Stuart Hall, “Constituting An Archive,” 92As an archive in the dual sense articulated above – a collection of documents and a creative process that makes sense of the present by revisiting the past – the texts examined in Part One understand history as an invisible border of fluid temporalities and ever-changing environments. Published during the transition from the late stages of the Duvalier era to the Aristide years, they attest to environmental and ecological dimensions of historical migrations of Haitians. The principle of the archival function continues to inform the historical frame of this second section. In the transition from Part One, the eco-archive lives on, reread and updated, in the works of succeeding generations. To borrow from Stuart Hall, it is a “‘living archive,’ whose construction must be seen as an on-going, never-completed project” (“Constituting An Archive,” 89). Hall is influenced by Foucault's understanding of the discursive boundaries of the heterogeneous materials of the archive, which, as I reviewed above, are marked by the play between rupture and continuity. Hall adds a diasporic perspective, focusing in part on the question of origins and locations, to underscore the inherent incompleteness of archives. He writes:
It is impossible to describe an archive in its totality.

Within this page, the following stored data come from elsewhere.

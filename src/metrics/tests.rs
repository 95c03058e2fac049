// src/metrics/tests.rs

//! Unit tests for the font metrics probe: the central-figure scan and the
//! render -> export -> reload -> measure round trip, driven through a
//! synthetic renderer.

// Note: included via `mod tests;` in src/metrics/mod.rs

#[cfg(test)]
mod probe_tests {
    use crate::metrics::renderer::ReferenceRenderer;
    use crate::metrics::{central_figure_extent, measure_glyph, GlyphMetrics, MeasureError};
    use anyhow::Result;
    use image::{Rgb, RgbImage};

    /// Renderer that paints a solid dark box centered on a white canvas,
    /// standing in for a real rasterizer.
    struct BoxRenderer {
        ink_width: u32,
        ink_height: u32,
        margin: u32,
    }

    impl ReferenceRenderer for BoxRenderer {
        fn render(&self, _text: &str, _font: &str, _size_pt: f64) -> Result<RgbImage> {
            let w = self.ink_width + 2 * self.margin;
            let h = self.ink_height + 2 * self.margin;
            let mut canvas = RgbImage::from_pixel(w, h, Rgb([255, 255, 255]));
            for y in self.margin..self.margin + self.ink_height {
                for x in self.margin..self.margin + self.ink_width {
                    canvas.put_pixel(x, y, Rgb([0, 0, 0]));
                }
            }
            Ok(canvas)
        }
    }

    /// Renderer that never puts down any ink.
    struct BlankRenderer;

    impl ReferenceRenderer for BlankRenderer {
        fn render(&self, _text: &str, _font: &str, _size_pt: f64) -> Result<RgbImage> {
            Ok(RgbImage::from_pixel(30, 30, Rgb([255, 255, 255])))
        }
    }

    #[test_log::test]
    fn central_figure_framed_by_uniform_runs() {
        // prefix 3, middle 4, suffix 2: extent is L - s - p = 4
        let profile = [9, 9, 9, 1, 2, 3, 4, 9, 9];
        assert_eq!(central_figure_extent(&profile), 4);
    }

    #[test_log::test]
    fn central_figure_of_uniform_profile_is_zero() {
        assert_eq!(central_figure_extent(&[7; 12]), 0);
        assert_eq!(central_figure_extent(&[7]), 0);
        assert_eq!(central_figure_extent(&[]), 0);
    }

    #[test_log::test]
    fn central_figure_with_asymmetric_background_levels() {
        // Leading and trailing runs may sit at different background values.
        let profile = [3, 3, 8, 8, 8, 5, 5, 5, 5];
        assert_eq!(central_figure_extent(&profile), 3);
    }

    #[test_log::test]
    fn measured_width_is_one_third_of_the_ink_run() {
        let dir = tempfile::tempdir().unwrap();
        let path = dir.path().join("probe.png");
        let renderer = BoxRenderer {
            ink_width: 30,
            ink_height: 14,
            margin: 5,
        };
        let glyph = measure_glyph(&renderer, "AnyFont", 5.0, &path).unwrap();
        assert_eq!(
            glyph,
            GlyphMetrics {
                width_px: 10,
                height_px: 14
            }
        );
    }

    #[test_log::test]
    fn probe_canvas_is_exported_and_left_behind() {
        let dir = tempfile::tempdir().unwrap();
        let path = dir.path().join("probe.png");
        let renderer = BoxRenderer {
            ink_width: 9,
            ink_height: 9,
            margin: 3,
        };
        measure_glyph(&renderer, "AnyFont", 5.0, &path).unwrap();
        assert!(path.exists(), "probe export should stay on disk");
    }

    #[test_log::test]
    fn blank_canvas_fails_with_collapsed_measurement() {
        let dir = tempfile::tempdir().unwrap();
        let path = dir.path().join("probe.png");
        let err = measure_glyph(&BlankRenderer, "NoSuchFont", 5.0, &path).unwrap_err();
        assert!(
            matches!(
                err.downcast_ref::<MeasureError>(),
                Some(MeasureError::Collapsed { width_px: 0, height_px: 0, .. })
            ),
            "unexpected error: {err:#}"
        );
    }
}
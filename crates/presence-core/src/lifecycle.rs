//! Session start, heartbeat and end.
//!
//! `start` surfaces store failures. Heartbeat and end failures are logged and
//! returned as outcomes instead of errors.

use chrono::{DateTime, Utc};
use serde::Serialize;
use uuid::Uuid;

use crate::error::SessionError;
use crate::session::{Actor, Session, SessionContext, SessionPatch, elapsed_seconds};
use crate::store::SessionStore;

/// Result of a heartbeat tick.
#[derive(Debug, Clone, Copy, PartialEq, Eq, Serialize)]
#[serde(rename_all = "snake_case")]
pub enum HeartbeatOutcome {
    /// `last_seen` was refreshed.
    Refreshed,
    /// No session id was provided.
    Skipped,
    /// The session is unknown or already closed.
    NotOpen,
    /// The store failed; the next tick will retry naturally.
    Failed,
}

/// Result of ending a session.
#[derive(Debug, Clone, Copy, PartialEq, Eq, Serialize)]
#[serde(tag = "status", rename_all = "snake_case")]
pub enum EndOutcome {
    /// This call closed the session.
    Closed { duration_seconds: i64 },
    /// The session had been closed before; its duration was left as is.
    AlreadyClosed { duration_seconds: Option<i64> },
    /// No session id was provided.
    Skipped,
    /// The store does not know this session.
    NotFound,
    /// The store failed.
    Failed,
}

impl EndOutcome {
    /// The session's finalized duration, if known.
    pub const fn duration_seconds(&self) -> Option<i64> {
        match *self {
            Self::Closed { duration_seconds } => Some(duration_seconds),
            Self::AlreadyClosed { duration_seconds } => duration_seconds,
            Self::Skipped | Self::NotFound | Self::Failed => None,
        }
    }
}

/// Opens a new session for `actor` and returns its id.
pub fn start_session<S: SessionStore + ?Sized>(
    store: &mut S,
    actor: &Actor,
    context: &SessionContext,
) -> Result<String, SessionError> {
    start_session_at(store, actor, context, Utc::now())
}

/// Opens a new session with an explicit clock reading.
pub fn start_session_at<S: SessionStore + ?Sized>(
    store: &mut S,
    actor: &Actor,
    context: &SessionContext,
    now: DateTime<Utc>,
) -> Result<String, SessionError> {
    if actor.email.trim().is_empty() {
        return Err(SessionError::InvalidActor);
    }
    let session_id = Uuid::new_v4().to_string();
    let session = Session::open(session_id.clone(), actor, context, now);
    store.insert(&session)?;
    tracing::debug!(%session_id, actor = %actor.email, "session started");
    Ok(session_id)
}

/// Refreshes `last_seen` on an open session.
pub fn heartbeat<S: SessionStore + ?Sized>(store: &mut S, session_id: &str) -> HeartbeatOutcome {
    heartbeat_at(store, session_id, Utc::now())
}

/// Refreshes `last_seen` with an explicit clock reading.
pub fn heartbeat_at<S: SessionStore + ?Sized>(
    store: &mut S,
    session_id: &str,
    now: DateTime<Utc>,
) -> HeartbeatOutcome {
    if session_id.is_empty() {
        return HeartbeatOutcome::Skipped;
    }
    match store.update_by_key(session_id, SessionPatch::Heartbeat { last_seen: now }) {
        Ok(true) => HeartbeatOutcome::Refreshed,
        Ok(false) => {
            tracing::debug!(session_id, "heartbeat for unknown or closed session");
            HeartbeatOutcome::NotOpen
        }
        Err(err) => {
            tracing::warn!(session_id, error = %err, "heartbeat failed");
            HeartbeatOutcome::Failed
        }
    }
}

/// Closes a session and records its duration.
pub fn end_session<S: SessionStore + ?Sized>(store: &mut S, session_id: &str) -> EndOutcome {
    end_session_at(store, session_id, Utc::now())
}

/// Closes a session with an explicit clock reading.
///
/// Ending a session twice keeps the duration computed by the first call.
pub fn end_session_at<S: SessionStore + ?Sized>(
    store: &mut S,
    session_id: &str,
    now: DateTime<Utc>,
) -> EndOutcome {
    if session_id.is_empty() {
        return EndOutcome::Skipped;
    }
    let session = match store.find(session_id) {
        Ok(Some(session)) => session,
        Ok(None) => {
            let err = SessionError::NotFound(session_id.to_string());
            tracing::warn!(error = %err, "cannot end session");
            return EndOutcome::NotFound;
        }
        Err(err) => {
            tracing::warn!(session_id, error = %err, "failed to read session");
            return EndOutcome::Failed;
        }
    };

    if !session.is_open() {
        tracing::debug!(session_id, "session already ended");
        return EndOutcome::AlreadyClosed {
            duration_seconds: session.duration_seconds,
        };
    }

    let duration_seconds = elapsed_seconds(session.login_time, now);
    let patch = SessionPatch::Close {
        logout_time: now,
        duration_seconds,
    };
    match store.update_by_key(session_id, patch) {
        Ok(true) => {
            tracing::debug!(session_id, duration_seconds, "session ended");
            EndOutcome::Closed { duration_seconds }
        }
        // Another caller closed it between our read and write.
        Ok(false) => match store.find(session_id) {
            Ok(Some(current)) => EndOutcome::AlreadyClosed {
                duration_seconds: current.duration_seconds,
            },
            Ok(None) => EndOutcome::NotFound,
            Err(err) => {
                tracing::warn!(session_id, error = %err, "failed to re-read session");
                EndOutcome::Failed
            }
        },
        Err(err) => {
            tracing::warn!(session_id, error = %err, "failed to end session");
            EndOutcome::Failed
        }
    }
}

The very idea of a ‘living archive’ contradicts this fantasy of completeness. As work is produced, one is, as it were, contributing to and extending the limits of that to which one is contributing. It cannot be complete because our present practice immediately adds to it, and our new interpretations inflect it differently. An archive may largely be about ‘the past’ but it is always ‘re-read’ in the light of the present and the future … (“Constituting An Archive,” 91–92)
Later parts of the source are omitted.